**How to complete this task:** Print the listing below exactly.

**Records for the task:**

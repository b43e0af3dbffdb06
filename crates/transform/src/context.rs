//! Function context
//!
//! One context exists per pipeline run on one envelope. Functions read the
//! envelope metadata from it, fetch secrets through it, and leave their
//! side effects (response, retry payload, values) on it for the dispatcher.

use std::fmt;
use std::sync::Arc;
use std::time::SystemTime;

use bytes::Bytes;
use edgeflow_secrets::{SecretProvider, Secrets};
use tracing::Span;

use crate::TransformResult;
use crate::value_store::{KEY_CORRELATION_ID, KEY_PIPELINE_ID, ValueStore};

#[cfg(test)]
#[path = "context_test.rs"]
mod tests;

/// Per-run state handed to every function of a pipeline
///
/// `clone()` copies the value store and output buffers and shares the secret
/// provider and tracing span.
#[derive(Clone)]
pub struct FunctionContext {
    correlation_id: String,
    input_content_type: String,
    pipeline_id: String,
    response_data: Option<Bytes>,
    response_content_type: Option<String>,
    retry_data: Option<Bytes>,
    values: ValueStore,
    secrets: Arc<dyn SecretProvider>,
    span: Span,
}

impl FunctionContext {
    /// Create a context for one pipeline run
    ///
    /// The correlation id and pipeline id are also recorded in the value
    /// store so templates can reference them.
    pub fn new(
        correlation_id: impl Into<String>,
        input_content_type: impl Into<String>,
        pipeline_id: impl Into<String>,
        secrets: Arc<dyn SecretProvider>,
    ) -> Self {
        let correlation_id = correlation_id.into();
        let pipeline_id = pipeline_id.into();
        let span = tracing::info_span!(
            "pipeline",
            pipeline = %pipeline_id,
            correlation_id = %correlation_id
        );

        let mut values = ValueStore::new();
        values.add(KEY_CORRELATION_ID, correlation_id.clone());
        values.add(KEY_PIPELINE_ID, pipeline_id.clone());

        Self {
            correlation_id,
            input_content_type: input_content_type.into(),
            pipeline_id,
            response_data: None,
            response_content_type: None,
            retry_data: None,
            values,
            secrets,
            span,
        }
    }

    #[inline]
    pub fn correlation_id(&self) -> &str {
        &self.correlation_id
    }

    #[inline]
    pub fn input_content_type(&self) -> &str {
        &self.input_content_type
    }

    #[inline]
    pub fn pipeline_id(&self) -> &str {
        &self.pipeline_id
    }

    /// Span carrying `pipeline` and `correlation_id` fields
    #[inline]
    pub fn span(&self) -> &Span {
        &self.span
    }

    /// Set the response returned to the trigger (last writer wins)
    pub fn set_response_data(&mut self, data: Bytes) {
        self.response_data = Some(data);
    }

    pub fn response_data(&self) -> Option<&Bytes> {
        self.response_data.as_ref()
    }

    /// Set the response content type (last writer wins)
    pub fn set_response_content_type(&mut self, content_type: impl Into<String>) {
        self.response_content_type = Some(content_type.into());
    }

    pub fn response_content_type(&self) -> Option<&str> {
        self.response_content_type.as_deref()
    }

    /// Ask the dispatcher to hand `data` to the retry store
    pub fn set_retry_data(&mut self, data: Bytes) {
        self.retry_data = Some(data);
    }

    pub fn retry_data(&self) -> Option<&Bytes> {
        self.retry_data.as_ref()
    }

    /// Take the response, leaving none behind
    pub fn take_response(&mut self) -> Option<(Bytes, Option<String>)> {
        self.response_data
            .take()
            .map(|data| (data, self.response_content_type.take()))
    }

    pub fn take_retry_data(&mut self) -> Option<Bytes> {
        self.retry_data.take()
    }

    pub fn values(&self) -> &ValueStore {
        &self.values
    }

    pub fn values_mut(&mut self) -> &mut ValueStore {
        &mut self.values
    }

    pub fn add_value(&mut self, key: impl Into<String>, value: impl Into<String>) {
        self.values.add(key, value);
    }

    /// Resolve `{name}` placeholders against the value store
    pub fn apply_values(&self, template: &str) -> TransformResult<String> {
        self.values.apply_values(template)
    }

    /// Fetch secrets under `path`, restricted to `keys` when non-empty
    pub async fn get_secret(&self, path: &str, keys: &[&str]) -> TransformResult<Secrets> {
        Ok(self.secrets.get_secrets(path, keys).await?)
    }

    /// Instant of the last change in the secret store
    pub fn secrets_last_updated(&self) -> SystemTime {
        self.secrets.secrets_last_updated()
    }

    /// Shared secret provider, for functions that build long-lived clients
    pub fn secret_provider(&self) -> &Arc<dyn SecretProvider> {
        &self.secrets
    }
}

impl fmt::Debug for FunctionContext {
    fn fmt(&self, f: &mut fmt::Formatter<'_>) -> fmt::Result {
        f.debug_struct("FunctionContext")
            .field("correlation_id", &self.correlation_id)
            .field("input_content_type", &self.input_content_type)
            .field("pipeline_id", &self.pipeline_id)
            .field("response_len", &self.response_data.as_ref().map(Bytes::len))
            .field("response_content_type", &self.response_content_type)
            .field("retry_len", &self.retry_data.as_ref().map(Bytes::len))
            .field("values", &self.values.len())
            .finish()
    }
}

**Written response:**
repository b43e0af3dbffdb06
filename crates/transform/src/context.rs
//! Function context
//!
//! One context exists per pipeline run on one envelope. Functions read the
//! envelope metadata from it, fetch secrets through it, and leave their
//! side effects (response, retry payload, values) on it for the dispatcher.

use std::fmt;
use std::sync::Arc;
use std::time::SystemTime;

use bytes::Bytes;
use edgeflow_secrets::{SecretProvider, Secrets};
use tracing::Span;

use crate::TransformResult;
use crate::value_store::{KEY_CORRELATION_ID, KEY_PIPELINE_ID, ValueStore};

#[cfg(test)]
#[path = "context_test.rs"]
mod tests;

/// Per-run state handed to every function of a pipeline
///
/// `clone()` copies the value store and output buffers and shares the secret
/// provider and tracing span.
#[derive(Clone)]
pub struct FunctionContext {
    correlation_id: String,
    input_content_type: String,
    pipeline_id: String,
    response_data: Option<Bytes>,
    response_content_type: Option<String>,
    retry_data: Option<Bytes>,
    values: ValueStore,
    secrets: Arc<dyn SecretProvider>,
    span: Span,
}

impl FunctionContext {
    /// Create a context for one pipeline run
    ///
    /// The correlation id and pipeline id are also recorded in the value
    /// store so templates can reference them.
    pub fn new(
        correlation_id: impl Into<String>,
        input_content_type: impl Into<String>,
        pipeline_id: impl Into<String>,
        secrets: Arc<dyn SecretProvider>,
    ) -> Self {
        let correlation_id = correlation_id.into();
        let pipeline_id = pipeline_id.into();
        let span = tracing::info_span!(
            "pipeline",
            pipeline = %pipeline_id,
            correlation_id = %correlation_id
        );

        let mut values = ValueStore::new();
        values.add(KEY_CORRELATION_ID, correlation_id.clone());
        values.add(KEY_PIPELINE_ID, pipeline_id.clone());

        Self {
            correlation_id,
            input_content_type: input_content_type.into(),
            pipeline_id,
            response_data: None,
            response_content_type: None,
            retry_data: None,
            values,
            secrets,
            span,
        }
    }

    #[inline]
    pub fn correlation_id(&self) -> &str {
        &self.correlation_id
    }

    #[inline]
    pub fn input_content_type(&self) -> &str {
        &self.input_content_type
    }

    #[inline]
    pub fn pipeline_id(&self) -> &str {
        &self.pipeline_id
    }

    /// Span carrying `pipeline` and `correlation_id` fields
    #[inline]
    pub fn span(&self) -> &Span {
        &self.span
    }

    /// Set the response returned to the trigger (last writer wins)
    pub fn set_response_data(&mut self, data: Bytes) {
        self.response_data = Some(data);
    }

    pub fn response_data(&self) -> Option<&Bytes> {
        self.response_data.as_ref()
    }

    /// Set the response content type (last writer wins)
    pub fn set_response_content_type(&mut self, content_type: impl Into<String>) {
        self.response_content_type = Some(content_type.into());
    }

    pub fn response_content_type(&self) -> Option<&str> {
        self.response_content_type.as_deref()
    }

    /// Ask the dispatcher to hand `data` to the retry store
    pub fn set_retry_data(&mut self, data: Bytes) {
        self.retry_data = Some(data);
    }

    pub fn retry_data(&self) -> Option<&Bytes> {
        self.retry_data.as_ref()
    }

    /// Take the response, leaving none behind
    pub fn take_response(&mut self) -> Option<(Bytes, Option<String>)> {
        self.response_data
            .take()
            .map(|data| (data, self.response_content_type.take()))
    }

    pub fn take_retry_data(&mut self) -> Option<Bytes> {
        self.retry_data.take()
    }

    pub fn values(&self) -> &ValueStore {
        &self.values
    }

    pub fn values_mut(&mut self) -> &mut ValueStore {
        &mut self.values
    }

    pub fn add_value(&mut self, key: impl Into<String>, value: impl Into<String>) {
        self.values.add(key, value);
    }

    /// Resolve `{name}` placeholders against the value store
    pub fn apply_values(&self, template: &str) -> TransformResult<String> {
        self.values.apply_values(template)
    }

    /// Fetch secrets under `path`, restricted to `keys` when non-empty
    pub async fn get_secret(&self, path: &str, keys: &[&str]) -> TransformResult<Secrets> {
        Ok(self.secrets.get_secrets(path, keys).await?)
    }

    /// Instant of the last change in the secret store
    pub fn secrets_last_updated(&self) -> SystemTime {
        self.secrets.secrets_last_updated()
    }

    /// Shared secret provider, for functions that build long-lived clients
    pub fn secret_provider(&self) -> &Arc<dyn SecretProvider> {
        &self.secrets
    }
}

impl fmt::Debug for FunctionContext {
    fn fmt(&self, f: &mut fmt::Formatter<'_>) -> fmt::Result {
        f.debug_struct("FunctionContext")
            .field("correlation_id", &self.correlation_id)
            .field("input_content_type", &self.input_content_type)
            .field("pipeline_id", &self.pipeline_id)
            .field("response_len", &self.response_data.as_ref().map(Bytes::len))
            .field("response_content_type", &self.response_content_type)
            .field("retry_len", &self.retry_data.as_ref().map(Bytes::len))
            .field("values", &self.values.len())
            .finish()
    }
}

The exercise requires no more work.